La maestra era pobre. Su reino no es humano. (Así en el doloroso sembrador de Israel.) Vestía sayas pardas, no enjoyaba su mano ¡y era todo su espíritu un inmenso joyel!
La maestra era alegre. ¡Pobre mujer herida! Su sonrisa fue un modo de llorar con bondad. Por sobre la sandalia rota y enrojecida, era ella la insigne flor de su santidad.
¡Dulce ser! En su río de mieles, caudaloso, largamente abrevaba sus tigres el dolor. Los hierros que le abrieron el pecho generoso ¡más anchas le dejaron las cuencas del amor!
¡Oh labriego, cuyo hijo de su labio aprendía el himno y la plegaria, nunca viste el fulgor del lucero cautivo que en sus carnes ardía: pasaste sin besar su corazòn en flor!

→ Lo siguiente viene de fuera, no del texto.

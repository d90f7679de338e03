//! Persistence for threadbot.
//!
//! Two stores live here, both shared between concurrently running turns:
//!
//! - the **context store**, which keeps tool calls, tool results and
//!   transcripts keyed by the chat message that produced them;
//! - the **tool cache**, which keeps results of cacheable tools keyed by a
//!   normalized call signature.
//!
//! Each has a SQLite implementation for production and an in-memory one
//! for tests and ephemeral runs.

pub mod in_memory;
mod locks;
#[cfg(feature = "sqlite")]
pub mod sqlite;

pub use in_memory::{InMemoryContextStore, InMemoryToolCache};
#[cfg(feature = "sqlite")]
pub use sqlite::{SqliteContextStore, SqliteToolCache, open_pool};

use threadbot_core::error::StoreError;
use threadbot_core::message::PromptEntry;

/// Serialize a prompt list for storage.
pub(crate) fn encode_prompts(prompts: &[PromptEntry]) -> Result<String, StoreError> {
    serde_json::to_string(prompts)
        .map_err(|e| StoreError::Storage(format!("Prompt serialization: {e}")))
}

/// Decode a stored prompt list.
pub(crate) fn decode_prompts(key: &str, json: &str) -> Result<Vec<PromptEntry>, StoreError> {
    serde_json::from_str(json).map_err(|e| StoreError::Corrupt {
        key: key.to_string(),
        reason: e.to_string(),
    })
}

Campesina, ¿recuerdas que alguna vez prendiste su nombre a un comentario brutal o baladí? Cien veces la miraste, ninguna vez la viste ¡y en el solar de tu hijo, de ella hay más que de ti!

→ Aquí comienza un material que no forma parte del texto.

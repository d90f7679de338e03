//! Slash command handling.

use std::sync::Arc;
use threadbot_core::provider::Provider;
use threadbot_core::transport::{Author, ChatTransport, SlashCommand};
use tracing::{info, warn};

/// Handles `/clear` and `/set-openai-key`.
pub struct CommandHandler {
    transport: Arc<dyn ChatTransport>,
    provider: Arc<dyn Provider>,
    allow_set_key: bool,
}

impl CommandHandler {
    pub fn new(transport: Arc<dyn ChatTransport>, provider: Arc<dyn Provider>, allow_set_key: bool) -> Self {
        Self {
            transport,
            provider,
            allow_set_key,
        }
    }

    pub async fn handle(&self, command: &SlashCommand) -> threadbot_core::Result<()> {
        match command.command.as_str() {
            "/clear" => self.clear(&command.channel_id).await,
            "/set-openai-key" => self.set_api_key(command).await,
            other => {
                warn!(command = other, "Unknown slash command");
                Ok(())
            }
        }
    }

    /// Delete the agent's top-level messages and every reply in threads
    /// started by others. Individual failures are logged and skipped.
    async fn clear(&self, channel: &str) -> threadbot_core::Result<()> {
        let history = self.transport.channel_history(channel).await?;
        let mut deleted = 0usize;

        for msg in &history {
            if matches!(msg.author, Author::Agent { .. }) {
                deleted += usize::from(self.try_delete(channel, &msg.ts).await);
                continue;
            }

            let replies = match self.transport.fetch_thread(channel, &msg.ts).await {
                Ok(r) => r,
                Err(e) => {
                    warn!(channel, ts = %msg.ts, error = %e, "Failed to fetch replies");
                    continue;
                }
            };
            for reply in &replies {
                deleted += usize::from(self.try_delete(channel, &reply.ts).await);
            }
        }

        info!(channel, deleted, "Cleared conversation history");
        Ok(())
    }

    async fn try_delete(&self, channel: &str, ts: &str) -> bool {
        match self.transport.delete_message(channel, ts).await {
            Ok(()) => true,
            Err(e) => {
                warn!(channel, ts, error = %e, "Failed to delete message");
                false
            }
        }
    }

    async fn set_api_key(&self, command: &SlashCommand) -> threadbot_core::Result<()> {
        let reply = if !self.allow_set_key {
            "This command is disabled"
        } else {
            self.provider.set_api_key(command.text.trim())?;
            info!(user = %command.user_id, "API key replaced");
            "OpenAI key set"
        };

        self.transport
            .post_ephemeral(&command.channel_id, &command.user_id, None, reply)
            .await?;
        Ok(())
    }
}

Pasò por él su fina, su delicada esteva, abriendo surcos donde alojar perfección. La albada de virtudes de que lento se nieva es suya. Campesina, ¿no le pides perdón?
Daba sombra por una selva su encina hendida el día en que la muerte la convidò a partir. Pensando en que su madre la esperaba dormida, a La de Ojos Profundos se dio sin resistir.
Y en su Dios se ha dormido, como en cojín de luna; almohada de sus sienes, una constelación; canta el Padre para ella sus canciones de cuna ¡y la paz llueve largo sobre su corazón!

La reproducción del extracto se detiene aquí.